* **About this task**
What you produce should be every line from the data that includes "valid".

* **Task input**
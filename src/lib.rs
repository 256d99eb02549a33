//! `polystep` - Google polyline codec with an incremental decoder
//!
//! A compact printable-ASCII encoding for sequences of (latitude,
//! longitude) pairs, compatible with [Google's polyline algorithm].
//! Coordinates are quantized to 5 decimal digits (~1.1 m at the
//! equator), delta-chained, and packed into offset-63 base-32 digits,
//! giving roughly 5-6 bytes per point for typical GPS tracks.
//!
//! [Google's polyline algorithm]: https://developers.google.com/maps/documentation/utilities/polylinealgorithm
//!
//! # Features
//! - **Incremental decoding**: [`StepDecoder`] consumes one byte at a
//!   time and never needs the whole input in memory
//! - **Bounded encoding**: [`encode_line`] truncates at a caller-set
//!   output length, appending whole points only
//! - **No surprises on bad input**: malformed polylines decode short,
//!   never panic; [`decode_line_checked`] reports them instead
//!
//! # Lossy vs Lossless
//!
//! The codec is **lossless on the 1e-5 grid**: coordinates that are
//! exact multiples of 1e-5 degrees come back on exactly the same grid
//! cell. Anything finer is rounded, and because each point is encoded
//! as the rounded delta from its predecessor, rounding error can drift
//! by up to 0.5e-5 per point across a long line. Bit-exact f64
//! equality additionally requires the decoder's delta sums to be
//! exactly representable, which holds for the short fixtures in the
//! tests but not for arbitrary grid-aligned input.
//!
//! # Example
//! ```
//! use polystep::{decode_line, encode_line, Point};
//!
//! let track = [
//!     Point::new(38.5, -120.2),
//!     Point::new(40.7, -120.95),
//!     Point::new(43.252, -126.453),
//! ];
//!
//! let mut coords = String::new();
//! let encoded = encode_line(&track, &mut coords, 64);
//! assert_eq!(encoded, track.len());
//! assert_eq!(coords, "_p~iF~ps|U_ulLnnqC_mqNvxq`@");
//!
//! let decoded = decode_line(&coords, 16);
//! assert_eq!(decoded, track);
//! ```
//!
//! # Wire Format
//!
//! Each axis value becomes 1-6 digits:
//!
//! | Step | Operation |
//! |------|-----------|
//! | 1 | Scale by 1e5, round half away from zero, to i32 |
//! | 2 | Shift left by one bit |
//! | 3 | If the value was negative, invert all bits (one's complement) |
//! | 4 | Split into 5-bit chunks, least significant first |
//! | 5 | OR 0x20 into every chunk except the last |
//! | 6 | Add 63 to each chunk; emit as ASCII |
//!
//! Note step 3 is one's complement, not the usual two's-complement
//! zig-zag; the difference is observable at the bit level and this
//! crate reproduces the original scheme exactly.
//!
//! A point is its latitude digits immediately followed by its
//! longitude digits; a line is its points concatenated with no
//! separator. The first point is a delta from `(0, 0)`, every later
//! point a delta from its predecessor. All digits land in `?`..`~`
//! (bytes 63-126), so a polyline is always printable ASCII.
//!
//! # Supported Ranges
//! - Coordinates: any finite f64; values within ±180° always fit the
//!   per-point digit budget
//! - Precision: fixed at 5 decimal digits
//! - Line length: bounded only by the caller's output budget

#![allow(clippy::cast_possible_truncation)]
#![allow(clippy::cast_sign_loss)]
#![allow(clippy::cast_possible_wrap)]

mod constants;
mod decoder;
mod encoder;
mod error;
mod point;


// Re-export public API
pub use decoder::{decode_line, decode_line_checked, Step, StepDecoder};
pub use encoder::{encode_line, encode_point, PointCode};
pub use error::DecodeError;
pub use point::Point;
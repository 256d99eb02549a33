#![no_main]

use libfuzzer_sys::fuzz_target;
use polystep::{decode_line, encode_line, Point};

fuzz_target!(|data: &[u8]| {
    // 8 bytes per point: two i32 quanta (1e-5 degree units), clamped
    // to ±180° so everything is encodable and grid-aligned.
    let points: Vec<Point> = data
        .chunks_exact(8)
        .map(|chunk| {
            let lat = i32::from_le_bytes([chunk[0], chunk[1], chunk[2], chunk[3]]);
            let lon = i32::from_le_bytes([chunk[4], chunk[5], chunk[6], chunk[7]]);
            Point::new(
                f64::from(lat.clamp(-18_000_000, 18_000_000)) * 1e-5,
                f64::from(lon.clamp(-18_000_000, 18_000_000)) * 1e-5,
            )
        })
        .collect();

    let mut out = String::new();
    let n = encode_line(&points, &mut out, points.len() * 12);
    assert_eq!(n, points.len());

    // Property: grid-aligned points recover their exact grid cell.
    let decoded = decode_line(&out, points.len() + 1);
    assert_eq!(decoded.len(), points.len());
    for (got, want) in decoded.iter().zip(&points) {
        assert_eq!((got.lat * 1e5).round(), (want.lat * 1e5).round());
        assert_eq!((got.lon * 1e5).round(), (want.lon * 1e5).round());
    }
});
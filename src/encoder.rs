//! Encoder for the polyline text format.

use crate::constants::{ASCII_OFFSET, CHUNK_SIZE, CONTINUATION_BIT, MASK_5_BIT, POINT_MAX_LEN, PRECISION};
use crate::point::Point;

/// Fixed-capacity buffer holding the encoding of a single point
///
/// Both axes of one point fit in at most [`PointCode::CAPACITY`] bytes
/// for any coordinate within ±180°. An empty code after
/// [`encode_point`] means the defensive length bound was exceeded and
/// the point could not be encoded.
#[derive(Debug, Clone, Copy)]
pub struct PointCode {
    buf: [u8; POINT_MAX_LEN],
    len: u8,
}

impl PointCode {
    /// Maximum number of digits one encoded point can occupy.
    pub const CAPACITY: usize = POINT_MAX_LEN;

    #[inline]
    const fn empty() -> Self {
        Self { buf: [0; POINT_MAX_LEN], len: 0 }
    }

    /// Append one digit, failing when the point budget is spent
    #[inline]
    fn push(&mut self, digit: u8) -> bool {
        let len = self.len as usize;
        if len == POINT_MAX_LEN {
            return false;
        }
        self.buf[len] = digit;
        self.len += 1;
        true
    }

    /// The encoded digits as bytes
    #[inline]
    #[must_use]
    pub fn as_bytes(&self) -> &[u8] {
        &self.buf[..self.len as usize]
    }

    /// The encoded digits as a string slice
    ///
    /// Always valid: the encoder only emits printable ASCII.
    #[inline]
    #[must_use]
    pub fn as_str(&self) -> &str {
        // Digits are offset-63 ASCII, never above 0x7E.
        std::str::from_utf8(self.as_bytes()).unwrap_or("")
    }

    /// Number of digits in this code
    #[inline]
    #[must_use]
    pub fn len(&self) -> usize {
        self.len as usize
    }

    /// True when no digits were produced (encoding failure)
    #[inline]
    #[must_use]
    pub fn is_empty(&self) -> bool {
        self.len == 0
    }
}

/// Encode one axis value into 1-6 polyline digits
///
/// The value is quantized to 1e-5, zig-zagged (left shift, then one's
/// complement for negatives) and split into 5-bit chunks, low chunk
/// first, each flagged with bit 5 while more non-zero bits remain.
///
/// Returns false if the shared per-point budget ran out.
fn encode_axis(value: f64, code: &mut PointCode) -> bool {
    // Saturating cast matches the bounded i32 the wire format assumes;
    // wrapping shift keeps absurd magnitudes from trapping in debug.
    let mut e = (value * PRECISION).round() as i32;
    e = e.wrapping_shl(1);
    if value < 0.0 {
        e = !e;
    }

    loop {
        let next = e >> CHUNK_SIZE;
        let has_next = next > 0;

        let mut digit = e & MASK_5_BIT;
        if has_next {
            digit |= CONTINUATION_BIT;
        }
        if !code.push((digit + ASCII_OFFSET) as u8) {
            return false;
        }

        e = next;
        if !has_next {
            return true;
        }
    }
}

/// Encode a single (delta) point
///
/// Latitude digits come first, immediately followed by longitude
/// digits. The result is empty when either axis overflowed the
/// 12-digit safety bound, which cannot happen for coordinates within
/// ±180° but is checked so corrupt input can never emit a torn point.
#[must_use]
pub fn encode_point(point: Point) -> PointCode {
    let mut code = PointCode::empty();
    if encode_axis(point.lat, &mut code) && encode_axis(point.lon, &mut code) {
        code
    } else {
        PointCode::empty()
    }
}

/// Encode a sequence of points into a bounded output string
///
/// Each point is encoded as the delta from the previous one, the first
/// relative to `(0, 0)`. `out` is cleared first, then whole points are
/// appended until appending the next one would push `out` past
/// `max_len` bytes. Points are never partially appended.
///
/// Returns the number of points actually encoded; compare against
/// `points.len()` to detect truncation. The output is always a valid
/// (possibly truncated) polyline.
pub fn encode_line(points: &[Point], out: &mut String, max_len: usize) -> usize {
    out.clear();

    let mut prev = Point::ORIGIN;
    let mut encoded = 0usize;

    for &point in points {
        let delta = Point::new(point.lat - prev.lat, point.lon - prev.lon);
        let code = encode_point(delta);

        if !code.is_empty() {
            if out.len() + code.len() > max_len {
                return encoded;
            }
            out.push_str(code.as_str());
            encoded += 1;
        }
        // The delta reference advances even past a failed point.
        prev = point;
    }

    encoded
}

* **Result for this task**
    /// Always valid: the encoder only emits printable ASCII.
/// `points.len()` to detect truncation. The output is always a valid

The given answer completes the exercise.